Hepatic glutathione and nitric oxide are critical for hepatic insulin-sensitizing substance action

• Published in: American journal of physiology: Gastrointestinal and liver physiology Vol. 284; no. 4; pp. G588 - G594
• Main Authors: Guarino, Maria P., Afonso, Ricardo A., Raimundo, Nuno, Raposo, João F., Macedo, M. Paula
• Format: Journal Article
• Language: English
• Published: United States 01.04.2003
• Subjects: Animals; Buthionine Sulfoximine - pharmacology; Diabetes Mellitus, Type 2 - metabolism; Enzyme Inhibitors - pharmacology; Glutathione - metabolism; Injections, Intravenous; Insulin - metabolism; Insulin Resistance; Liver - innervation; Liver - metabolism; Male; Molsidomine - analogs & derivatives; Molsidomine - pharmacology; NG-Nitroarginine Methyl Ester - pharmacology; Nitric Oxide - metabolism; Nitric Oxide Donors - pharmacology; Nitric Oxide Synthase - antagonists & inhibitors; Nitric Oxide Synthase - metabolism; Nitroprusside - pharmacology; Parasympathetic Nervous System - physiology; Portal System; Rats; Rats, Wistar
• ISSN: 0193-1857; 1522-1547
• DOI: 10.1152/ajpgi.00423.2002

We tested the hypothesis that hepatic nitric oxide (NO) and glutathione (GSH) are involved in the synthesis of a putative hormone referred to as hepatic insulin-sensitizing substance HISS. Insulin action was assessed in Wistar rats using the rapid insulin sensitivity test (RIST).

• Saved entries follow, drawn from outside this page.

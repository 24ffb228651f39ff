use anyhow::{Context, Result};
use object_gateway::{
    app,
    config::{AppConfig, Backend},
    services::{disk_store::DiskStore, memory_store::MemoryStore, store::ObjectStore},
    state::AppState,
};
use std::{io::ErrorKind, sync::Arc};
use tokio::net::TcpListener;
use tracing_subscriber::EnvFilter;

#[tokio::main]
async fn main() -> Result<()> {
    // --- Logging setup ---
    tracing_subscriber::fmt()
        .with_env_filter(EnvFilter::from_default_env())
        .init();

    // --- Parse config + migrate flag ---
    let (cfg, migrate) = AppConfig::from_env_and_args()?;

    tracing::info!("Starting object-gateway with config: {:?}", cfg);

    // --- Initialize object store ---
    let mut disk_store = None;
    let store: Arc<dyn ObjectStore> = match cfg.backend {
        Backend::Disk => {
            let disk = DiskStore::connect(&cfg.database_url, &cfg.storage_dir)
                .await
                .with_context(|| format!("opening disk store at {}", cfg.database_url))?;
            tracing::info!(
                "Disk store ready (payloads in {}, metadata in {})",
                cfg.storage_dir,
                cfg.database_url
            );
            if migrate {
                tracing::info!("Database migration complete.");
                return Ok(()); // exit after migration
            }
            disk_store = Some(disk.clone());
            Arc::new(disk)
        }
        Backend::Memory => {
            if migrate {
                tracing::info!("Memory backend has no schema; nothing to migrate.");
                return Ok(());
            }
            tracing::warn!("Using in-memory store; objects are lost on exit");
            Arc::new(MemoryStore::new())
        }
    };

    // --- Start server ---
    let addr = cfg.addr();
    let listener = match TcpListener::bind(&addr).await {
        Ok(listener) => listener,
        Err(err)
            if err.kind() == ErrorKind::PermissionDenied
                && matches!(cfg.host.as_str(), "0.0.0.0" | "::") =>
        {
            let fallback_addr = format!("127.0.0.1:{}", cfg.port);
            tracing::warn!(
                "Permission denied binding to {} ({}). Falling back to {}",
                addr,
                err,
                fallback_addr
            );
            TcpListener::bind(&fallback_addr).await?
        }
        Err(err) => return Err(err.into()),
    };
    let local_addr = listener.local_addr()?;

    // --- Build router ---
    let state = AppState::new(store)
        .with_public_origin(cfg.public_origin.clone())
        .with_bind_addr(local_addr.to_string())
        .with_list_limit(cfg.list_limit);
    let router = app(state);

    tracing::info!("Server listening on http://{}", local_addr);
    axum::serve(listener, router)
        .with_graceful_shutdown(shutdown_signal())
        .await?;

    if let Some(disk) = disk_store {
        // Commits detached from dropped requests still need to land.
        disk.close().await;
    }

    tracing::info!("Server stopped");
    Ok(())
}

/// Resolves on Ctrl-C. In-flight requests are allowed to finish.
async fn shutdown_signal() {
    if let Err(err) = tokio::signal::ctrl_c().await {
        tracing::warn!("failed to listen for shutdown signal: {}", err);
        std::future::pending::<()>().await;
    }
    tracing::info!("Shutdown signal received");
}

Blockade of hepatic NO synthesis with N G -nitro-l-arginine methyl ester (l-NAME, 1.0 mg/kg intraportal) decreased insulin sensitivity by 45.1 ± 2.1% compared with control (from 287.3 ± 18.1 to 155.3 ± 10.1 mg glucose/kg, P < 0.05). Insulin sensitivity was restored to 321.7 ± 44.7 mg glucose/kg after administration of an NO donor, intraportal SIN-1 (5 mg/kg), which promotes GSH nitrosation, but not after intraportal sodium nitroprusside (20 nmol · kg −1 · min −1 ), which does not nitrosate GSH. We depleted hepatic GSH using the GSH synthesis inhibitor l-buthionine-[ S,R]-sulfoximine (BSO, 2 mmol/kg body wt ip for 20 days), which reduced insulin sensitivity by 39.1%. Insulin sensitivity after l-NAME was not significantly different between BSO- and sham-treated animals. SIN-1 did not reverse the insulin resistance induced by l-NAME in the BSO-treated group. These results support our hypothesis that NO and GSH are essential for insulin action.